We are therefore delighted that patients in China will now have a new treatment option for metastatic hormone-sensitive prostate cancer that delays disease progression, extends survival and maintains quality of life”, said Christine Roth, Member of the Executive Committee of Bayer’s Pharmaceuticals Division and Head of the Oncology SBU at Bayer.

“Bayer is committed to improving health outcomes for people living with prostate cancerand that as many eligible patients as possible gain access to Nubeqa.”

The approval is based on the positive results from the Phase III ARASENS trial, which demonstrated that darolutamide plus androgen deprivation therapy (ADT) in combination with docetaxel significantly reduced the risk of death by 32.5% compared to ADT with docetaxel, in patients with metastatic hormone-sensitive prostate cancer (mHSPC).

Additionally, the darolutamide combination showed consistent benefits across clinically relevant secondary endpoints, with the overall incidence of treatment-emergent adverse events being similar between treatment arms. These results were published in The New England Journal of Medicine.

Darolutamide is being investigated in a broad development program with three additional ongoing or planned large clinical studies, to evaluate its potential across prostate cancer patients from early- to late-stage disease.

This includes the ARANOTE Phase III trial evaluating darolutamide plus androgen deprivation therapy (ADT) versus ADT alone for mHSPC.

Nubeqa has been developed jointly by Bayer and Orion Corporation, a globally operating Finnish pharmaceutical company.

About the ARASENS Trial
The ARASENS trial is the only randomized, Phase III, multi-center, double-blind, trial which was prospectively designed to compare the use of a second-generation oral androgen receptor inhibitor (ARi), darolutamide, plus ADT in combination with docetaxel to ADT plus docetaxel (a guideline recommended standard-of-care) in metastatic hormone-sensitive prostate cancer (mHSPC).

A total of 1,306 newly diagnosed patients were randomized in a 1:1 ratio to receive 600 mg of darolutamide twice a day or matching placebo, plus ADT in combination with docetaxel.
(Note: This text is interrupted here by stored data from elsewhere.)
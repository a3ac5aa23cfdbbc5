use std::collections::HashMap;

use hmac::{Hmac, Mac};
use sha2::{Digest, Sha256};

type HmacSha256 = Hmac<Sha256>;

/// Verifies a Telegram Login Widget callback. The data-check string is
/// every field except `hash`, sorted by key and joined as `key=value`
/// lines; the HMAC key is SHA-256 of the bot token. Fails closed on a
/// missing hash or an unconfigured token, and the comparison is
/// constant-time.
pub fn verify_widget_hash(fields: &HashMap<String, String>, bot_token: &str) -> bool {
    let Some(supplied) = fields.get("hash") else {
        return false;
    };
    if bot_token.is_empty() {
        return false;
    }
    let Ok(supplied_raw) = hex::decode(supplied) else {
        return false;
    };

    let data_check = data_check_string(fields);
    let secret = Sha256::digest(bot_token.as_bytes());

    let Ok(mut mac) = HmacSha256::new_from_slice(&secret) else {
        return false;
    };
    mac.update(data_check.as_bytes());
    mac.verify_slice(&supplied_raw).is_ok()
}

fn data_check_string(fields: &HashMap<String, String>) -> String {
    let mut pairs: Vec<(&String, &String)> =
        fields.iter().filter(|(k, _)| k.as_str() != "hash").collect();
    pairs.sort();
    pairs
        .iter()
        .map(|(k, v)| format!("{}={}", k, v))
        .collect::<Vec<_>>()
        .join("\n")
}

#[cfg(test)]
mod tests {
    use super::*;

    fn sign(fields: &HashMap<String, String>, bot_token: &str) -> String {
        let secret = Sha256::digest(bot_token.as_bytes());
        let mut mac = HmacSha256::new_from_slice(&secret).unwrap();
        mac.update(data_check_string(fields).as_bytes());
        hex::encode(mac.finalize().into_bytes())
    }

    fn widget_fields() -> HashMap<String, String> {
        let mut fields = HashMap::new();
        fields.insert("id".to_string(), "123456".to_string());
        fields.insert("first_name".to_string(), "Alice".to_string());
        fields.insert("username".to_string(), "alice".to_string());
        fields.insert("auth_date".to_string(), "1700000000".to_string());
        fields
    }

    #[test]
    fn correctly_signed_payload_verifies() {
        let token = "12345:ABCDEF";
        let mut fields = widget_fields();
        let hash = sign(&fields, token);
        fields.insert("hash".to_string(), hash);
        assert!(verify_widget_hash(&fields, token));
    }

    #[test]
    fn tampered_hash_is_rejected() {
        let token = "12345:ABCDEF";
        let mut fields = widget_fields();
        let mut hash = sign(&fields, token);
        // Flip one nibble.
        let last = if hash.ends_with('0') { '1' } else { '0' };
        hash.pop();
        hash.push(last);
        fields.insert("hash".to_string(), hash);
        assert!(!verify_widget_hash(&fields, token));
    }

    #[test]
    fn tampered_fields_are_rejected() {
        let token = "12345:ABCDEF";
        let mut fields = widget_fields();
        let hash = sign(&fields, token);
        fields.insert("hash".to_string(), hash);
        fields.insert("id".to_string(), "999999".to_string());
        assert!(!verify_widget_hash(&fields, token));
    }

    #[test]
    fn missing_hash_or_token_fails_closed() {
        let token = "12345:ABCDEF";
        let fields = widget_fields();
        assert!(!verify_widget_hash(&fields, token));

        let mut signed = widget_fields();
        let hash = sign(&signed, token);
        signed.insert("hash".to_string(), hash);
        assert!(!verify_widget_hash(&signed, ""));
    }

    #[test]
    fn non_hex_hash_is_rejected() {
        let mut fields = widget_fields();
        fields.insert("hash".to_string(), "not-hex!".to_string());
        assert!(!verify_widget_hash(&fields, "12345:ABCDEF"));
    }
}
The primary endpoint of this trial was overall survival (OS). Secondary endpoints included time to castration-resistant prostate cancer (CRPC), time to pain progression, time to first symptomatic skeletal event (SSE), time to initiation of subsequent anticancer therapy, all evaluated at 12‐week intervals, as well as adverse events (AEs) as a measure of safety and tolerability. Results from this trial were published in the New England Journal of Medicine.
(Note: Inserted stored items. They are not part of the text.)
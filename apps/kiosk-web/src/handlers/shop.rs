use askama::Template;
use askama_web::WebTemplate;
use axum::extract::{Path, State};
use axum::response::{IntoResponse, Redirect, Response};
use axum_extra::extract::cookie::CookieJar;
use tracing::error;

use kiosk_db::models::catalog::{Category, Tariff, TariffDuration};

use crate::handlers::{PageCtx, page_ctx};
use crate::session::Session;
use crate::state::AppState;

#[derive(Template, WebTemplate)]
#[template(path = "index.html")]
struct IndexTemplate {
    ctx: PageCtx,
    categories: Vec<Category>,
    products: Vec<Tariff>,
}

#[derive(Template, WebTemplate)]
#[template(path = "category.html")]
struct CategoryTemplate {
    ctx: PageCtx,
    category_name: String,
    category_description: String,
    subcategories: Vec<Category>,
    products: Vec<Tariff>,
}

#[derive(Template, WebTemplate)]
#[template(path = "product_detail.html")]
struct ProductTemplate {
    ctx: PageCtx,
    product: Tariff,
    durations: Vec<TariffDuration>,
}

pub async fn index(State(state): State<AppState>, jar: CookieJar) -> Response {
    let mut session = Session::load(&state, &jar).await;

    let categories = match state.categories.roots().await {
        Ok(c) => c,
        Err(e) => {
            error!("failed to load categories: {:#}", e);
            Vec::new()
        }
    };
    // Uncategorized tariffs double as the front-page selection.
    let products = state.tariffs.list_uncategorized().await.unwrap_or_default();

    let ctx = page_ctx(&state, &mut session);
    let jar = session.persist(&state, jar).await;
    (
        jar,
        IndexTemplate {
            ctx,
            categories,
            products,
        },
    )
        .into_response()
}

pub async fn category(
    State(state): State<AppState>,
    Path(cat_id): Path<i64>,
    jar: CookieJar,
) -> Response {
    let mut session = Session::load(&state, &jar).await;

    // Id 0 is the synthetic "everything without a category" view.
    let (name, description, subcategories, products) = if cat_id == 0 {
        (
            "Uncategorized".to_string(),
            String::new(),
            Vec::new(),
            state.tariffs.list_uncategorized().await.unwrap_or_default(),
        )
    } else {
        match state.categories.get(cat_id).await {
            Ok(Some(cat)) => (
                cat.name,
                cat.description,
                state.categories.children(cat_id).await.unwrap_or_default(),
                state
                    .tariffs
                    .list_by_category(cat_id)
                    .await
                    .unwrap_or_default(),
            ),
            Ok(None) | Err(_) => {
                session.flash("error", "Category not found");
                let jar = session.persist(&state, jar).await;
                return (jar, Redirect::to("/")).into_response();
            }
        }
    };

    let ctx = page_ctx(&state, &mut session);
    let jar = session.persist(&state, jar).await;
    (
        jar,
        CategoryTemplate {
            ctx,
            category_name: name,
            category_description: description,
            subcategories,
            products,
        },
    )
        .into_response()
}

pub async fn product_detail(
    State(state): State<AppState>,
    Path(tariff_id): Path<i64>,
    jar: CookieJar,
) -> Response {
    let mut session = Session::load(&state, &jar).await;

    let product = match state.tariffs.get(tariff_id).await {
        Ok(Some(t)) => t,
        Ok(None) | Err(_) => {
            session.flash("error", "Product not found");
            let jar = session.persist(&state, jar).await;
            return (jar, Redirect::to("/")).into_response();
        }
    };
    let durations = state.tariffs.durations(tariff_id).await.unwrap_or_default();

    let ctx = page_ctx(&state, &mut session);
    let jar = session.persist(&state, jar).await;
    (
        jar,
        ProductTemplate {
            ctx,
            product,
            durations,
        },
    )
        .into_response()
}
A plain language summary publication of these data was published in Future Oncology. The ARASENS trial demonstrated that darolutamide plus ADT in combination with docetaxel significantly reduced the risk of death by 32.5% compared to ADT with docetaxel alone.

Improvements in the secondary endpoints supported the benefit observed in the primary endpoint, overall survival.1

About Metastatic Hormone-Sensitive Prostate Cancer
Prostate cancer is the second most commonly diagnosed malignancy in men worldwide. In 2020, an estimated 1.4 million men were diagnosed with prostate cancer, and about 375,000 died from the disease worldwide.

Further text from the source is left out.